Faudrait que je prenne l’habitude.
Il faut que je m’entraîne.
Il faut que je lui donne ce temps.
Il faut que je réalise, enfin. Je n’en peux plus d’attendre, de ne pas lui donner les moyens. Et cela je l’ai déjà dit mille fois. Écrit quelques fois.
Viens ! Je t’accueille, empare-toi de moi, je me laisse prendre, envahis-moi, prend possession, et forme-toi, entraîne-moi, montre-moi.
Plus que jamais aujourd’hui j’ai besoin de te sentir vivre en moi, pour ne pas mourir d’ennui. De désespoir. Je veux que tu sois mon unique projet. Je pourrais bien faire toutes les formations du monde, tous les cycles plus ou moins académiques, chercher sans fin et en vain le bon travail, après quelques mois, l’ennui s’emparera à nouveau de moi, les perspectives m’échapperont parce qu’elles ne m’intéressent pas.
Même si j’ai pu me rapprocher de l’essence de ce qui me fait vibrer et dans quoi, seulement, j‘aimerais me développer, me dilater, m’épanouir, c’est toujours trop loin, trop périphérique, trop substantiel, trop absent, trop enfoui.
Je suis triste et je ne veux plus être triste.
Je veux enfin être satisfait, avoir fait quelque chose de tout ce que je sens en moi, de mon regard au monde, sans aucune espèce de prétention, mais je crois à cet art-là.
Le cabinet de curiosité du 16ème siècle revient à la mode. Il est promu dans un article du journal du week-end. Cet aménagement, agencement plutôt. Une manière de mettre les choses ensemble et de ne plus en finir.
Car ça n’en finit jamais.
Tant qu’il y aura des hommes, des choses, tant que je serai vivant à ces hommes et à ces choses, je les marierai. Je les mettrai au meilleur ou au pire pour mieux chercher à les comprendre. Et je crois que ces mariages-là valent quelque chose, si on leur donne une forme. En tout cas, c’est le souffle de la liberté pour moi. Et le seul moyen de supporter et de retrouver la joie.
Apposer son regard, prêter ses oreilles, lire et construire, suivre le cheminement d’une idée, comme un objet chevelu[*], la prendre à l’inverse, la questionner, la soupeser, la triturer, se laisser séduire par ce qu’elle devient alors, quoi qu’il en soit. C’est le cheminement qui est exaltant.
Laisse-moi aller à toi ! Je veux t’aimer et te donner tout cet amour que je sens en moi.
Je veux te faire du bien, aujourd’hui je suis prêt. Enfin.

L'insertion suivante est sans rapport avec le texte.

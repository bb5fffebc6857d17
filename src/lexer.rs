//! Lexical analysis of a single input line.
//!
//! The lexer turns a raw line into the command name and its positional arguments,
//! resolving single quotes, double quotes and backslash escapes along the way.
//! It never fails: an unclosed quote is reported as a [`LexingWarning`] next to the
//! words collected so far.

use std::fmt;

/// Non-fatal conditions detected while splitting a line.
#[derive(Debug, Clone, Copy, PartialEq, Eq)]
pub enum LexingWarning {
    /// The line ended while a single or double quote was still open.
    UnclosedQuote,
}

impl fmt::Display for LexingWarning {
    fn fmt(&self, f: &mut fmt::Formatter<'_>) -> fmt::Result {
        match self {
            LexingWarning::UnclosedQuote => write!(f, "Unclosed quotes in command"),
        }
    }
}

impl std::error::Error for LexingWarning {}

/// Result of splitting a line: the first word and the remaining words.
///
/// `command` is empty exactly when the line contained nothing but spaces and
/// quote delimiters.
#[derive(Debug, Clone, Default, PartialEq, Eq)]
pub struct Tokenized {
    pub command: String,
    pub args: Vec<String>,
    pub warning: Option<LexingWarning>,
}

impl Tokenized {
    /// True when there is nothing to execute.
    pub fn is_empty(&self) -> bool {
        self.command.is_empty()
    }
}

#[derive(Debug, Clone, Copy, PartialEq, Eq)]
enum LexingState {
    Unquoted,
    SingleQuote,
    DoubleQuote,
}

/// Characters a backslash may escape inside double quotes.
const DOUBLE_QUOTE_ESCAPABLE: [char; 5] = ['"', '\\', '$', '`', '\n'];

struct LexingFSM {
    input: Vec<char>,
    pos: usize,
    state: LexingState,
    /// The previous character was an escaping backslash.
    escaped: bool,
    buffer: String,
    words: Vec<String>,
}

impl LexingFSM {
    fn new(line: &str) -> Self {
        LexingFSM {
            input: line.chars().collect(),
            pos: 0,
            state: LexingState::Unquoted,
            escaped: false,
            buffer: String::new(),
            words: Vec::new(),
        }
    }

    fn make_words(mut self) -> Tokenized {
        while let Some(ch) = self.read_char() {
            if self.escaped {
                self.buffer.push(ch);
                self.escaped = false;
                continue;
            }
            match self.state {
                LexingState::Unquoted => self.handle_unquoted(ch),
                LexingState::SingleQuote => self.handle_single_quote(ch),
                LexingState::DoubleQuote => self.handle_double_quote(ch),
            }
        }

        // A backslash with nothing after it stays literal.
        if self.escaped {
            self.buffer.push('\\');
        }
        self.finish_word();

        let warning = match self.state {
            LexingState::Unquoted => None,
            LexingState::SingleQuote | LexingState::DoubleQuote => {
                Some(LexingWarning::UnclosedQuote)
            }
        };

        let mut words = self.words.into_iter();
        Tokenized {
            command: words.next().unwrap_or_default(),
            args: words.collect(),
            warning,
        }
    }

    fn read_char(&mut self) -> Option<char> {
        let ch = self.input.get(self.pos).copied();
        if ch.is_some() {
            self.pos += 1;
        }
        ch
    }

    fn peek_char(&self) -> Option<char> {
        self.input.get(self.pos).copied()
    }

    fn handle_unquoted(&mut self, ch: char) {
        match ch {
            '\\' => self.escaped = true,
            '\'' => self.state = LexingState::SingleQuote,
            '"' => self.state = LexingState::DoubleQuote,
            ' ' => self.finish_word(),
            c => self.buffer.push(c),
        }
    }

    fn handle_single_quote(&mut self, ch: char) {
        match ch {
            '\'' => self.state = LexingState::Unquoted,
            c => self.buffer.push(c),
        }
    }

    fn handle_double_quote(&mut self, ch: char) {
        match ch {
            '"' => self.state = LexingState::Unquoted,
            '\\' => match self.peek_char() {
                Some(next) if DOUBLE_QUOTE_ESCAPABLE.contains(&next) => self.escaped = true,
                // Nothing special follows: the backslash is an ordinary character.
                _ => self.buffer.push('\\'),
            },
            c => self.buffer.push(c),
        }
    }

    fn finish_word(&mut self) {
        if !self.buffer.is_empty() {
            self.words.push(std::mem::take(&mut self.buffer));
        }
    }
}

/// Split `line` into a command name and its arguments.
///
/// Words are separated by runs of unquoted, unescaped spaces. Quotes only group
/// characters, so `a'b c'd` is the single word `ab cd`, and an empty pair of quotes
/// produces no word at all.
pub fn tokenize(line: &str) -> Tokenized {
    LexingFSM::new(line).make_words()
}

#[cfg(test)]
mod tests {
    use super::*;

    fn words(line: &str) -> (String, Vec<String>) {
        let t = tokenize(line);
        assert_eq!(t.warning, None, "unexpected warning for {line:?}");
        (t.command, t.args)
    }

    #[test]
    fn test_plain_words_split_on_space_runs() {
        let (command, args) = words("  a   b ");
        assert_eq!(command, "a");
        assert_eq!(args, vec!["b"]);
    }

    #[test]
    fn test_single_quotes_group_words() {
        let (command, args) = words("'a b' c");
        assert_eq!(command, "a b");
        assert_eq!(args, vec!["c"]);
    }

    #[test]
    fn test_single_quotes_disable_backslash_and_double_quote() {
        let (command, args) = words(r#"echo 'x\y "z"'"#);
        assert_eq!(command, "echo");
        assert_eq!(args, vec![r#"x\y "z""#]);
    }

    #[test]
    fn test_escaped_double_quote_inside_double_quotes() {
        let (command, args) = words("\"a\\\"b\" c");
        assert_eq!(command, "a\"b");
        assert_eq!(args, vec!["c"]);
    }

    #[test]
    fn test_backslash_escapes_space_outside_quotes() {
        let (command, args) = words("a\\ b");
        assert_eq!(command, "a b");
        assert!(args.is_empty());
    }

    #[test]
    fn test_backslash_escapes_quote_outside_quotes() {
        let (_, args) = words(r#"echo \'hi\' \"there\""#);
        assert_eq!(args, vec!["'hi'", "\"there\""]);
    }

    #[test]
    fn test_backslash_before_ordinary_char_in_double_quotes_is_literal() {
        let (_, args) = words(r#"echo "a\nb" "c\\d" "e\$f""#);
        assert_eq!(args, vec![r"a\nb", r"c\d", "e$f"]);
    }

    #[test]
    fn test_trailing_backslash_is_literal() {
        let (_, args) = words("echo abc\\");
        assert_eq!(args, vec!["abc\\"]);

        let t = tokenize("echo \"abc\\");
        assert_eq!(t.args, vec!["abc\\"]);
        assert_eq!(t.warning, Some(LexingWarning::UnclosedQuote));
    }

    #[test]
    fn test_adjacent_quoted_parts_join_into_one_word() {
        let (_, args) = words(r#"cat 'a b'"c d"e"#);
        assert_eq!(args, vec!["a bc de"]);
    }

    #[test]
    fn test_unterminated_quote_keeps_collected_words() {
        let t = tokenize("'unterminated");
        assert_eq!(t.command, "unterminated");
        assert!(t.args.is_empty());
        assert_eq!(t.warning, Some(LexingWarning::UnclosedQuote));
    }

    #[test]
    fn test_blank_and_quote_only_lines_are_empty() {
        assert!(tokenize("").is_empty());
        assert!(tokenize("     ").is_empty());
        assert!(tokenize("'' \"\"").is_empty());
    }

    #[test]
    fn test_tab_is_not_a_separator() {
        let (command, args) = words("a\tb c");
        assert_eq!(command, "a\tb");
        assert_eq!(args, vec!["c"]);
    }
}
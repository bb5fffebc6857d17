use crate::builtin::{BUILTINS, builtin_factories};
use crate::command::{CommandFactory, ExitCode, Streams};
use crate::completion::{CompletionEngine, ShellHelper};
use crate::config::ShellConfig;
use crate::env::Environment;
use crate::lexer;
use crate::redirect::{self, RedirectionSpec};
use anyhow::{Context, Result};
use rustyline::config::{BellStyle, CompletionType, Config};
use rustyline::error::ReadlineError;
use rustyline::history::DefaultHistory;
use rustyline::Editor;
use std::io::Write;

/// Factory allows creating instances of ExecutableCommand.
///
/// Only supports commands defined in this crate: builtins and ExternalCommand.
pub(crate) struct Factory<T> {
    _phantom: std::marker::PhantomData<T>,
}

impl<T> Default for Factory<T> {
    fn default() -> Self {
        Self {
            _phantom: std::marker::PhantomData,
        }
    }
}

/// Exit status of a command name that resolves to nothing.
pub const NOT_FOUND: ExitCode = 127;

/// A minimal shell-like interpreter that can execute built-in and external commands.
///
/// The interpreter maintains an [`Environment`] and a list of [`CommandFactory`] objects
/// that are queried, in order, to create commands by name. See [`Default`] for the
/// factories included out of the box.
///
/// Example
/// ```
/// use minish::Interpreter;
/// let mut sh = Interpreter::default();
/// let code = sh.run("echo", &["hello", "world"]).unwrap();
/// assert_eq!(code, 0);
/// ```
pub struct Interpreter {
    env: Environment,
    commands: Vec<Box<dyn CommandFactory>>,
    config: ShellConfig,
}

impl Interpreter {
    /// Create a new interpreter with a custom set of command factories.
    pub fn new(commands: Vec<Box<dyn CommandFactory>>) -> Self {
        Self {
            env: Environment::new(),
            commands,
            config: ShellConfig::default(),
        }
    }

    pub fn with_config(mut self, config: ShellConfig) -> Self {
        self.config = config;
        self
    }

    pub fn env(&self) -> &Environment {
        &self.env
    }

    pub fn env_mut(&mut self) -> &mut Environment {
        &mut self.env
    }

    /// Whether `exit` asked the read loop to stop.
    pub fn should_exit(&self) -> bool {
        self.env.should_exit
    }

    /// Run a single command invocation by name with arguments on the shell's own streams.
    pub fn run(&mut self, name: &str, args: &[&str]) -> Result<ExitCode> {
        let args: Vec<String> = args.iter().map(|s| s.to_string()).collect();
        self.execute(name, &args, &RedirectionSpec::default())
    }

    /// Execute `command` with `args`, applying `redirection` on top of the shell's
    /// own streams.
    pub fn execute(
        &mut self,
        command: &str,
        args: &[String],
        redirection: &RedirectionSpec,
    ) -> Result<ExitCode> {
        self.execute_with(command, args, redirection, Streams::inherited())
    }

    /// Execute `command` with `args` on explicit `streams`.
    ///
    /// Redirect targets replace the matching stream for this invocation only and are
    /// closed when it returns, whatever the outcome. If a target cannot be opened the
    /// failure is reported on `streams.stderr` and the command does not run.
    pub fn execute_with(
        &mut self,
        command: &str,
        args: &[String],
        redirection: &RedirectionSpec,
        mut streams: Streams,
    ) -> Result<ExitCode> {
        if command.is_empty() {
            return Ok(0);
        }

        if let Some(target) = &redirection.stdout {
            log::debug!("stdout of {command} -> {}", target.path.display());
            match target.open(&self.env.current_dir) {
                Ok(file) => streams.stdout = Box::new(file),
                Err(e) => {
                    log::warn!("cannot open {}: {e}", target.path.display());
                    writeln!(streams.stderr, "redirect error: {}: {e}", target.path.display())?;
                    return Ok(1);
                }
            }
        }
        if let Some(target) = &redirection.stderr {
            log::debug!("stderr of {command} -> {}", target.path.display());
            match target.open(&self.env.current_dir) {
                Ok(file) => streams.stderr = Box::new(file),
                Err(e) => {
                    log::warn!("cannot open {}: {e}", target.path.display());
                    writeln!(streams.stderr, "redirect error: {}: {e}", target.path.display())?;
                    return Ok(1);
                }
            }
        }

        self.dispatch(command, args, streams)
    }

    fn dispatch(&mut self, name: &str, args: &[String], mut streams: Streams) -> Result<ExitCode> {
        let args_ref: Vec<&str> = args.iter().map(String::as_str).collect();
        for factory in &self.commands {
            if let Some(cmd) = factory.try_create(&self.env, name, &args_ref) {
                log::debug!("executing {name} {args:?}");
                return cmd.execute(streams, &mut self.env);
            }
        }
        log::debug!("{name}: not found");
        writeln!(streams.stdout, "{name}: not found")?;
        Ok(NOT_FOUND)
    }

    /// Tokenize, split off redirections and execute one input line.
    pub fn execute_line(&mut self, line: &str) -> Result<ExitCode> {
        self.execute_line_with(line, Streams::inherited())
    }

    /// Like [`Interpreter::execute_line`] on explicit streams.
    ///
    /// Diagnostics about the line itself (unclosed quotes, a redirect without a file
    /// name) go to `streams.stderr` before any redirection is applied.
    pub fn execute_line_with(&mut self, line: &str, mut streams: Streams) -> Result<ExitCode> {
        let tokens = lexer::tokenize(line);
        if let Some(warning) = tokens.warning {
            log::warn!("{warning}: {line:?}");
            writeln!(streams.stderr, "Warning: {warning}")?;
        }
        if tokens.is_empty() {
            return Ok(0);
        }

        let (args, redirection) = match redirect::extract_redirection(tokens.args) {
            Ok(split) => split,
            Err(e) => {
                log::warn!("{e}; running {} without redirection", tokens.command);
                writeln!(streams.stderr, "redirect: no file specified")?;
                (e.into_args(), RedirectionSpec::default())
            }
        };

        self.execute_with(&tokens.command, &args, &redirection, streams)
    }

    /// Interactive read-eval-print loop.
    ///
    /// Returns when input ends or `exit` is run; fails only if the line editor does.
    pub fn repl(&mut self) -> Result<()> {
        let config = Config::builder()
            .completion_type(CompletionType::List)
            .bell_style(BellStyle::None)
            .auto_add_history(false)
            .max_history_size(self.config.history_size)?
            .build();
        let mut rl = Editor::<ShellHelper, DefaultHistory>::with_config(config)?;
        let engine = CompletionEngine::new(BUILTINS.iter().map(|b| b.name), self.env.search_paths());
        rl.set_helper(Some(ShellHelper::new(engine, self.config.prompt.clone())));

        log::info!("shell started in {}", self.env.current_dir.display());
        loop {
            match rl.readline(&self.config.prompt) {
                Ok(line) => {
                    if line.trim().is_empty() {
                        continue;
                    }
                    rl.add_history_entry(line.as_str())?;
                    if let Err(e) = self.execute_line(&line) {
                        log::error!("{line:?} failed: {e:#}");
                        eprintln!("{e:#}");
                    }
                    if self.env.should_exit {
                        log::info!("exit requested");
                        break;
                    }
                }
                Err(ReadlineError::Interrupted) => continue,
                Err(ReadlineError::Eof) => {
                    log::info!("end of input");
                    break;
                }
                Err(err) => return Err(err).context("failed to read input line"),
            }
        }

        Ok(())
    }
}

impl Default for Interpreter {
    /// Create an interpreter with the default set of commands:
    /// - built-ins: `cd`, `echo`, `exit`, `pwd`, `type`
    /// - external command launcher
    fn default() -> Self {
        use crate::external::ExternalCommand;
        let mut commands = builtin_factories();
        commands.push(Box::new(Factory::<ExternalCommand>::default()));
        Self::new(commands)
    }
}
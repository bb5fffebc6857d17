/// Runtime settings of the interactive loop.
#[derive(Debug, Clone, PartialEq, Eq)]
pub struct ShellConfig {
    /// Printed before every line and again after a completion listing.
    pub prompt: String,
    /// Maximum number of lines kept in the in-memory history.
    pub history_size: usize,
}

impl ShellConfig {
    pub const DEFAULT_PROMPT: &'static str = "$ ";
    pub const DEFAULT_HISTORY_SIZE: usize = 1000;
}

impl Default for ShellConfig {
    fn default() -> Self {
        Self {
            prompt: Self::DEFAULT_PROMPT.to_string(),
            history_size: Self::DEFAULT_HISTORY_SIZE,
        }
    }
}
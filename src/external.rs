use crate::command::{CommandFactory, ExecutableCommand, ExitCode, Streams};
use crate::env::Environment;
use crate::interpreter::Factory;
use anyhow::{Context, Result};
use std::borrow::Cow;
use std::collections::BTreeSet;
use std::ffi::{OsStr, OsString};
use std::path::{Path, PathBuf};
use std::process::ExitStatus;

/// Command that is not a builtin.
pub struct ExternalCommand {
    /// The name as typed; becomes the child's `argv[0]`.
    name: OsString,
    program: PathBuf,
    args: Vec<OsString>,
}

impl ExternalCommand {
    pub fn new(name: OsString, program: PathBuf, args: Vec<OsString>) -> Self {
        Self {
            name,
            program,
            args,
        }
    }
}

impl CommandFactory for Factory<ExternalCommand> {
    fn try_create(
        &self,
        env: &Environment,
        name: &str,
        args: &[&str],
    ) -> Option<Box<dyn ExecutableCommand>> {
        let search_paths = env.search_paths().unwrap_or_default();
        let program = find_command_path(&search_paths, Path::new(name))?;
        log::debug!("resolved {name} to {}", program.display());
        Some(Box::new(ExternalCommand::new(
            name.into(),
            program.into_owned(),
            args.iter().map(|x| x.into()).collect(),
        )))
    }
}

impl ExecutableCommand for ExternalCommand {
    fn execute(self: Box<Self>, streams: Streams, env: &mut Environment) -> Result<ExitCode> {
        let mut cmd = std::process::Command::new(&self.program);
        cmd.args(&self.args)
            .stdin(streams.stdin.stdio())
            .stdout(streams.stdout.stdio())
            .stderr(streams.stderr.stdio())
            .envs(env.vars.iter().map(|(k, v)| (k.as_str(), v.as_str())))
            .current_dir(&env.current_dir);
        #[cfg(unix)]
        {
            use std::os::unix::process::CommandExt;
            cmd.arg0(&self.name);
        }

        let mut child = cmd
            .spawn()
            .with_context(|| format!("{}: failed to start", self.name.to_string_lossy()))?;
        let exit_status = child.wait()?;
        match exit_status.code() {
            Some(x) => Ok(x),
            None => Ok(terminated_by_signal(exit_status)),
        }
    }
}

#[cfg(unix)]
fn terminated_by_signal(exit_status: ExitStatus) -> i32 {
    use std::os::unix::process::ExitStatusExt;
    if let Some(signal) = ExitStatusExt::signal(&exit_status) {
        128 + signal
    } else if ExitStatusExt::core_dumped(&exit_status) {
        255
    } else {
        -1
    }
}

#[cfg(not(unix))]
fn terminated_by_signal(_exit_status: ExitStatus) -> i32 {
    -1
}

/// Resolve a command path the way a typical shell would.
///
/// Behavior:
/// - Absolute path: returns it if it is an executable file.
/// - Relative with multiple components (e.g., `bin/sh`, `./foo`): returns it if it is an
///   executable file relative to the current directory.
/// - Single path component (no separators): search each directory in `search_paths` (PATH)
///   in order and return the first executable file. Earlier entries shadow later ones.
/// - Empty path: returns `None`.
///
/// An empty `search_paths` disables the PATH search; paths with a separator still resolve.
///
/// Returns either a borrowed reference to the provided `path` or an owned `PathBuf`
/// when the result is discovered via PATH lookup.
pub fn find_command_path<'a>(search_paths: &OsStr, path: &'a Path) -> Option<Cow<'a, Path>> {
    let mut components = path.components();
    let first = components.next();
    let second = components.next();
    match (first, second) {
        (None, _) => None,
        (Some(x), None) if !path.is_absolute() && !path.starts_with(".") => {
            // Single component -> search in PATH
            find_in_path(search_paths, x.as_os_str()).map(Cow::Owned)
        }
        _ => is_executable_file(path).then_some(Cow::Borrowed(path)),
    }
}

fn find_in_path(search_paths: &OsStr, cmd: &OsStr) -> Option<PathBuf> {
    if search_paths.is_empty() {
        return None;
    }
    std::env::split_paths(search_paths)
        .map(|dir| dir.join(cmd))
        .find(|path| is_executable_file(path))
}

/// Names of every executable file directly inside the `PATH` directories.
///
/// Unreadable or missing directories are skipped. Names that are not valid UTF-8
/// cannot be typed at the prompt and are left out.
pub fn executables_in_path(search_paths: &OsStr) -> BTreeSet<String> {
    let mut names = BTreeSet::new();
    for dir in std::env::split_paths(search_paths) {
        let Ok(entries) = std::fs::read_dir(&dir) else {
            continue;
        };
        for entry in entries.flatten() {
            let Ok(name) = entry.file_name().into_string() else {
                continue;
            };
            if !names.contains(&name) && is_executable_file(&entry.path()) {
                names.insert(name);
            }
        }
    }
    names
}

/// A regular file (after following symlinks) with any execute bit set.
pub fn is_executable_file(path: &Path) -> bool {
    let Ok(meta) = std::fs::metadata(path) else {
        return false;
    };
    if !meta.is_file() {
        return false;
    }
    #[cfg(unix)]
    {
        use std::os::unix::fs::PermissionsExt;
        meta.permissions().mode() & 0o111 != 0
    }
    #[cfg(not(unix))]
    {
        true
    }
}

#[cfg(test)]
pub(crate) mod tests {
    use super::*;
    use std::fs;
    use std::time::{SystemTime, UNIX_EPOCH};

    #[cfg(unix)]
    fn osstr(s: &str) -> &OsStr {
        OsStr::new(s)
    }

    pub(crate) fn make_unique_temp_dir(tag: &str) -> PathBuf {
        let nanos = SystemTime::now()
            .duration_since(UNIX_EPOCH)
            .unwrap()
            .as_nanos();
        let dir = std::env::temp_dir().join(format!("minish_{tag}_{}_{nanos}", std::process::id()));
        fs::create_dir_all(&dir).expect("create temp dir");
        dir
    }

    /// Write `body` to `dir/name` with the given permission bits.
    #[cfg(unix)]
    pub(crate) fn write_file(dir: &Path, name: &str, body: &str, mode: u32) -> PathBuf {
        use std::os::unix::fs::PermissionsExt;
        let path = dir.join(name);
        fs::write(&path, body).expect("write file");
        fs::set_permissions(&path, fs::Permissions::from_mode(mode)).expect("chmod");
        path
    }

    #[test]
    #[cfg(unix)]
    fn absolute_existing_true() {
        let path = Path::new("/bin/sh");
        let res = find_command_path(osstr("/bin"), path);
        assert!(res.is_some(), "Expected to find /bin/sh via absolute path");
        let found = res.unwrap();
        assert_eq!(found.as_ref(), path);
    }

    #[test]
    #[cfg(unix)]
    fn absolute_nonexisting() {
        let path = Path::new("/bin/nonexisting");
        let res = find_command_path(osstr("/bin"), path);
        assert!(
            res.is_none(),
            "Expected not to find /bin/nonexisting via absolute path"
        );
    }

    #[test]
    #[cfg(unix)]
    fn single_component_found_in_path() {
        let res = find_command_path(osstr("/bin"), Path::new("sh"));
        let found = res.expect("Expected to find 'sh' in /bin via PATH search");
        assert_eq!(found.as_ref(), Path::new("/bin/sh"));
    }

    #[test]
    #[cfg(unix)]
    fn single_component_not_found_in_path() {
        let res = find_command_path(osstr("/bin"), Path::new("nonexisting"));
        assert!(res.is_none(), "Expected not to find 'nonexisting' in PATH");
    }

    #[test]
    fn empty_path_is_none() {
        let res = find_command_path(OsStr::new("/bin"), Path::new(""));
        assert!(res.is_none(), "Empty path should not resolve to anything");
    }

    #[test]
    #[cfg(unix)]
    fn empty_search_paths_only_resolve_explicit_paths() {
        let found = find_command_path(OsStr::new(""), Path::new("/bin/sh")).unwrap();
        assert_eq!(found.as_ref(), Path::new("/bin/sh"));
        assert!(find_command_path(OsStr::new(""), Path::new("sh")).is_none());
    }

    #[test]
    #[cfg(unix)]
    fn factory_runs_absolute_path_without_path_var() {
        use crate::io_adapters::{MemReader, MemWriter};

        let mut env = Environment::new();
        env.set_var("PATH", "");
        let factory = Factory::<ExternalCommand>::default();
        assert!(factory.try_create(&env, "sh", &[]).is_none());

        let cmd = factory
            .try_create(&env, "/bin/sh", &["-c", "exit 4"])
            .expect("absolute path resolves without PATH");
        let streams = Streams {
            stdin: Box::new(MemReader::new(Vec::new())),
            stdout: Box::new(MemWriter::new()),
            stderr: Box::new(MemWriter::new()),
        };
        assert_eq!(cmd.execute(streams, &mut env).unwrap(), 4);
    }

    #[test]
    #[cfg(unix)]
    fn earlier_path_entry_shadows_later_one() {
        let first = make_unique_temp_dir("shadow_a");
        let second = make_unique_temp_dir("shadow_b");
        write_file(&first, "tool", "#!/bin/sh\n", 0o755);
        write_file(&second, "tool", "#!/bin/sh\n", 0o755);

        let search = std::env::join_paths([&first, &second]).unwrap();
        let found = find_command_path(&search, Path::new("tool")).unwrap();
        assert_eq!(found.as_ref(), first.join("tool"));

        let search = std::env::join_paths([&second, &first]).unwrap();
        let found = find_command_path(&search, Path::new("tool")).unwrap();
        assert_eq!(found.as_ref(), second.join("tool"));

        let _ = fs::remove_dir_all(first);
        let _ = fs::remove_dir_all(second);
    }

    #[test]
    #[cfg(unix)]
    fn non_executable_and_directories_are_skipped() {
        let first = make_unique_temp_dir("skip_a");
        let second = make_unique_temp_dir("skip_b");
        write_file(&first, "tool", "data", 0o644);
        fs::create_dir_all(first.join("dir")).unwrap();
        write_file(&second, "tool", "#!/bin/sh\n", 0o755);

        let search = std::env::join_paths([&first, &second]).unwrap();
        let found = find_command_path(&search, Path::new("tool")).unwrap();
        assert_eq!(found.as_ref(), second.join("tool"));
        assert!(find_command_path(&search, Path::new("dir")).is_none());

        let _ = fs::remove_dir_all(first);
        let _ = fs::remove_dir_all(second);
    }

    #[test]
    #[cfg(unix)]
    fn executables_are_listed_once_and_filtered() {
        let first = make_unique_temp_dir("list_a");
        let second = make_unique_temp_dir("list_b");
        write_file(&first, "alpha", "#!/bin/sh\n", 0o755);
        write_file(&first, "notes.txt", "plain", 0o644);
        write_file(&second, "alpha", "#!/bin/sh\n", 0o755);
        write_file(&second, "beta-2.0", "#!/bin/sh\n", 0o700);
        fs::create_dir_all(second.join("subdir")).unwrap();

        let missing = first.join("does-not-exist");
        let search = std::env::join_paths([&first, &missing, &second]).unwrap();
        let names: Vec<String> = executables_in_path(&search).into_iter().collect();
        assert_eq!(names, vec!["alpha", "beta-2.0"]);

        let _ = fs::remove_dir_all(first);
        let _ = fs::remove_dir_all(second);
    }
}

Si je suis seul, alors que ce ne soit pas pour rien.
Puisque aujourd’hui en ce premier temps de ma vie où je me sens triste d’un petit vide, peiné d’être enfin, véritablement, pour de bon, seul, alors exploitons ! Allons-y carrément, enfin. Enfin, essayons.
J’aimerais avoir cette force, j’aimerais sentir que je peux, faire ce saut, tout changer, partir confiant dans cet inconnu. Me livrer au monde, l’avaler à chaque seconde, pour le régurgiter en mots, pour écrire mes cris, livrer mes combinaisons, les partager, les exposer, les confronter, les déchirer, les recommencer, encore. Vivre dans la vie, tout le temps, être connecté, tout le temps. Et ne plus perdre, de temps.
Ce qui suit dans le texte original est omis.